(Stored data entries)

######

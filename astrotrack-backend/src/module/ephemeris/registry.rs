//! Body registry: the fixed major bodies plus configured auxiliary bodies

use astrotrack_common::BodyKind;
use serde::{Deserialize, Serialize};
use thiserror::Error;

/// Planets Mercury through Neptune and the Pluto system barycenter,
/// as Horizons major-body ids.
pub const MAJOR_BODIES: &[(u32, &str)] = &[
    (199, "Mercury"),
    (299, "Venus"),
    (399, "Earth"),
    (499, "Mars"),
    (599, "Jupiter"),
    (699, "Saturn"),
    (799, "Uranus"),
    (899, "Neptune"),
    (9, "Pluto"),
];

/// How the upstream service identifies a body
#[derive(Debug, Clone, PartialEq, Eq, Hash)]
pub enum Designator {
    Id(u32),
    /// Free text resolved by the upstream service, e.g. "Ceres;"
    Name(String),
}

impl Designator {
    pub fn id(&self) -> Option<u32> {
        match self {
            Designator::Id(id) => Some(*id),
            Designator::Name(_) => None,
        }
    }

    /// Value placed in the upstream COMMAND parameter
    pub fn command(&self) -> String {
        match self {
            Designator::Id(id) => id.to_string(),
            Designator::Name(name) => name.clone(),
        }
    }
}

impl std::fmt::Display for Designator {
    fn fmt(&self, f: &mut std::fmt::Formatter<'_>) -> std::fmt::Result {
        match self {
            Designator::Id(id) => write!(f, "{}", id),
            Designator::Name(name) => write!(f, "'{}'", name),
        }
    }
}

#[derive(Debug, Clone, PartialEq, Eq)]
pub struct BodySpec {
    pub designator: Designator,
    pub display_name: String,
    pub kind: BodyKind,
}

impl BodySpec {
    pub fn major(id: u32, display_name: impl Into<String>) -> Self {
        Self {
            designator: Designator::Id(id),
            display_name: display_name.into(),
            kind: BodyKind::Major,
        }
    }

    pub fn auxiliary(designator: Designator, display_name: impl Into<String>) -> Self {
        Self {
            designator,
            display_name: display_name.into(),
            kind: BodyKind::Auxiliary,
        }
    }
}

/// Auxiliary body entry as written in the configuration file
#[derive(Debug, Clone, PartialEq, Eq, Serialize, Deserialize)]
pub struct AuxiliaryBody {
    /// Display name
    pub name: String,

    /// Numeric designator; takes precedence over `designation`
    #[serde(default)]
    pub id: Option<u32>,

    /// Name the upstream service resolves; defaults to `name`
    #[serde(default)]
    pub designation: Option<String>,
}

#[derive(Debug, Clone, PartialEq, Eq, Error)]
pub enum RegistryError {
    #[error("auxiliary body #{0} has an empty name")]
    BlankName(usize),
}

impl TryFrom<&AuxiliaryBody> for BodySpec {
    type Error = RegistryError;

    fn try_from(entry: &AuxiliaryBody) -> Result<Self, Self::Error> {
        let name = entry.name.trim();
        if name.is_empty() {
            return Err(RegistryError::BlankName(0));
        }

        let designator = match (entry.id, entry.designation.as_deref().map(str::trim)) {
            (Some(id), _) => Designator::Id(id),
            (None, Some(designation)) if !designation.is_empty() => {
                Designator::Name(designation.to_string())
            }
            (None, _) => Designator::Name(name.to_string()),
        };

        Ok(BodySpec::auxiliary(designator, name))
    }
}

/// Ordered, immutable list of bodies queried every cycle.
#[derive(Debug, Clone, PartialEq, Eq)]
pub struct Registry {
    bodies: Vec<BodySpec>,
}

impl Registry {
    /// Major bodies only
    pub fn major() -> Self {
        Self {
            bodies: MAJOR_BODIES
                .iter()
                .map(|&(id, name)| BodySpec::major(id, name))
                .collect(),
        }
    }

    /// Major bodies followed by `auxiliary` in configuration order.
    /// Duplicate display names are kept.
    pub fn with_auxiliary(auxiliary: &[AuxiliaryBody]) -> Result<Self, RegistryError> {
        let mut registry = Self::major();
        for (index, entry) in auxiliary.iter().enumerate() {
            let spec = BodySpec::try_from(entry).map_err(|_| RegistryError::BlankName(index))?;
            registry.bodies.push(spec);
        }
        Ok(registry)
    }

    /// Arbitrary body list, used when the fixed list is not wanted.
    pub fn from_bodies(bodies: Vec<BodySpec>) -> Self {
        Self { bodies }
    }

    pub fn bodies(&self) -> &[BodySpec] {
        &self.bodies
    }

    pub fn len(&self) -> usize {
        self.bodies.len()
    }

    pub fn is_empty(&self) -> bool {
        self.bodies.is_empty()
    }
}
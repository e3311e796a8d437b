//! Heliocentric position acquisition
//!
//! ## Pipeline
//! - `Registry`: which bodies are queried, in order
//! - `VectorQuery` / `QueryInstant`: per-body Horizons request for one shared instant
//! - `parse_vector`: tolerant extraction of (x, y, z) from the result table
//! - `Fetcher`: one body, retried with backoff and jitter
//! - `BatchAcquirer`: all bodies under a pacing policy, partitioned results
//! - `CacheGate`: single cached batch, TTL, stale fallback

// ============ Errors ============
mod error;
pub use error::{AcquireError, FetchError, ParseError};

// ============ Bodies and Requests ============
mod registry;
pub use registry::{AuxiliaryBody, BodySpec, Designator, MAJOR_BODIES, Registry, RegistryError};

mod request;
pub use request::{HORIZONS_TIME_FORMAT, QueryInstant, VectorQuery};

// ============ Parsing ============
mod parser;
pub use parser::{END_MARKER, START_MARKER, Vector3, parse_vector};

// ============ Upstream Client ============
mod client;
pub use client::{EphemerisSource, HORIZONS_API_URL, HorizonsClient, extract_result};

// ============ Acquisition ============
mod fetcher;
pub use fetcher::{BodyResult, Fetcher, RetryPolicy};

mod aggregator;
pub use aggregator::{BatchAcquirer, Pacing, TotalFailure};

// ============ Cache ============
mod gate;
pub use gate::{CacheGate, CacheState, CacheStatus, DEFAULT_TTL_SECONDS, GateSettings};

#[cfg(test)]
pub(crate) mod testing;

######

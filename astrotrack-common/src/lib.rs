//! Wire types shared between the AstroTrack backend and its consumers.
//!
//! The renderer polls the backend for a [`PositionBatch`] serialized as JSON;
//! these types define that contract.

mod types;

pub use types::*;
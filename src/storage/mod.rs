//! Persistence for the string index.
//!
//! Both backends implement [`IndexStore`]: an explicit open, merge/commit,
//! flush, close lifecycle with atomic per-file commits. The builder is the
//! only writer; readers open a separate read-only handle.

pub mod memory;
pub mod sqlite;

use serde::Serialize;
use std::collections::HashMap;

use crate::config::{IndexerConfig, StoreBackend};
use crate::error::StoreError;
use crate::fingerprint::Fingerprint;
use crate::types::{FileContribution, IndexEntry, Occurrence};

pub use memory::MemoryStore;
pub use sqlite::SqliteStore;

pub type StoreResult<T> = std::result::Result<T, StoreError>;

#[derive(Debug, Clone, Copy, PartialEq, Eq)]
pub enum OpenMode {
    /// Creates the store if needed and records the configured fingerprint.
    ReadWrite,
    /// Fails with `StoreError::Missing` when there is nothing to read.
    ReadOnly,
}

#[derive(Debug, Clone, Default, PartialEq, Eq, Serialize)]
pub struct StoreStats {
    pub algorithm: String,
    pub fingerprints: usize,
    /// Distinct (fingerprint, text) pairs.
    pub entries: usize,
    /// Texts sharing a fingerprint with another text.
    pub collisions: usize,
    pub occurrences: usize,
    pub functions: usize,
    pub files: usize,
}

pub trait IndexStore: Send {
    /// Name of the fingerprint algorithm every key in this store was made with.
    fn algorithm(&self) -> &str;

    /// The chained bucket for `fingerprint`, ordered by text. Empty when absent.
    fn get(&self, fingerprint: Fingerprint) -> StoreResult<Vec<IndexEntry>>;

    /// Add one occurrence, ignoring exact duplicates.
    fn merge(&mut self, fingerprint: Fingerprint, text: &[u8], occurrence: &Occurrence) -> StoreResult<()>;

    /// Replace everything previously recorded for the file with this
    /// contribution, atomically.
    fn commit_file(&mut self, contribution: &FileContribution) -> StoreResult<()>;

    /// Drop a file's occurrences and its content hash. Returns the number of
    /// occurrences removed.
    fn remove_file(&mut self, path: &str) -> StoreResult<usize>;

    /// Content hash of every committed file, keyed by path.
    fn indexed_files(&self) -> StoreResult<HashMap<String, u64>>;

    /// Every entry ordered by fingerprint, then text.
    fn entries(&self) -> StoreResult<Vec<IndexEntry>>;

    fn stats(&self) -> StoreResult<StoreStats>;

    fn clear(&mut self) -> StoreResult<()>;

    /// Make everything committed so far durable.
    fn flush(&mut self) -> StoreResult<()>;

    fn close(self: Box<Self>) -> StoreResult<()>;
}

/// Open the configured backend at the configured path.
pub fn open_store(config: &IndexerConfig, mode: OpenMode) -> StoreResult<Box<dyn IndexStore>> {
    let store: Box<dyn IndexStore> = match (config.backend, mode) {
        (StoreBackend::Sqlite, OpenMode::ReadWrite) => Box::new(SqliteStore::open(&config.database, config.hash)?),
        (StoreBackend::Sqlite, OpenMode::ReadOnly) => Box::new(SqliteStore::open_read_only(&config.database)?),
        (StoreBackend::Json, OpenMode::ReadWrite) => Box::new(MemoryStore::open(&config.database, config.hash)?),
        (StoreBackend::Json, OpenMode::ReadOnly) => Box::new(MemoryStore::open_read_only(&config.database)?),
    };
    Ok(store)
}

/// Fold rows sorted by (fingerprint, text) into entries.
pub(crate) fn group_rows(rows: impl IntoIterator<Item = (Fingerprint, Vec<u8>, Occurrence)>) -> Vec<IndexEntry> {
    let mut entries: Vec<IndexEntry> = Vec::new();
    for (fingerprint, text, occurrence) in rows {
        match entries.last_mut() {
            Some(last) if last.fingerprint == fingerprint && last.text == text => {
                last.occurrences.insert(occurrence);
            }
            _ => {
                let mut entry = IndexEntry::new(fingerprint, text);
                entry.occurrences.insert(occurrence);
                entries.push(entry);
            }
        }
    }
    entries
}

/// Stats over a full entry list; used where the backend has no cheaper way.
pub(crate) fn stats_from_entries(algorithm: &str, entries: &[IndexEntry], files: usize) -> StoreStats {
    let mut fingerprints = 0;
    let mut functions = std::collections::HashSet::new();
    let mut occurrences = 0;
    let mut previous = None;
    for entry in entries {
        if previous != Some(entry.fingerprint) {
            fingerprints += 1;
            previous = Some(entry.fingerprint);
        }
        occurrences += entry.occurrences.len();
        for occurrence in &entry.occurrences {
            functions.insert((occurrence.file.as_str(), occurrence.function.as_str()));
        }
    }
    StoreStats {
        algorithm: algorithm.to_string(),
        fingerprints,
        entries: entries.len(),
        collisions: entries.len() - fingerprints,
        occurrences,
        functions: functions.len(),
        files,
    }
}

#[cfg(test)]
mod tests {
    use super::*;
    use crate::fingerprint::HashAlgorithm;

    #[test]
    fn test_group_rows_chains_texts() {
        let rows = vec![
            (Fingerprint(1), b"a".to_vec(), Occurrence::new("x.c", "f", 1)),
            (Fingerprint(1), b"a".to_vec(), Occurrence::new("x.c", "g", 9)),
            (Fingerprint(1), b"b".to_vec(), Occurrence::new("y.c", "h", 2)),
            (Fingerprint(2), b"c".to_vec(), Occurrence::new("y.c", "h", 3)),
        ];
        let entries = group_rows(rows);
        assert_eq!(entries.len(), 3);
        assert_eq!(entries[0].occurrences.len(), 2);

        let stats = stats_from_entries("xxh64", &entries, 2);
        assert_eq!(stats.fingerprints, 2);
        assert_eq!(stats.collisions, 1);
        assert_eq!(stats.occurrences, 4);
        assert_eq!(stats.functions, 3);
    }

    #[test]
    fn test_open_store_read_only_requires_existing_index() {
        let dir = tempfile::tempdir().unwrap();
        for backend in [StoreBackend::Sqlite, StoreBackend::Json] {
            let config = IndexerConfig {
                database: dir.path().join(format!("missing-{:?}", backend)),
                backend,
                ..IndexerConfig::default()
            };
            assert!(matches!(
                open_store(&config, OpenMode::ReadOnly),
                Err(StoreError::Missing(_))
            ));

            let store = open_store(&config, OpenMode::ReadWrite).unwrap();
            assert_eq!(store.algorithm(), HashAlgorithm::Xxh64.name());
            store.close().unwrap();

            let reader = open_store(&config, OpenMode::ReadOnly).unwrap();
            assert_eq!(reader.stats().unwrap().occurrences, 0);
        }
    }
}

######

## [Task prompt]
Nothing but the lines above from the one containing "is not wanted." through the one containing "pub fn len(&self)" should appear in the answer, each repeated exactly.

## [Written reply]
    /// Arbitrary body list, used when the fixed list is not wanted.
    pub fn from_bodies(bodies: Vec<BodySpec>) -> Self {
        Self { bodies }
    }

    pub fn bodies(&self) -> &[BodySpec] {
        &self.bodies
    }

    pub fn len(&self) -> usize {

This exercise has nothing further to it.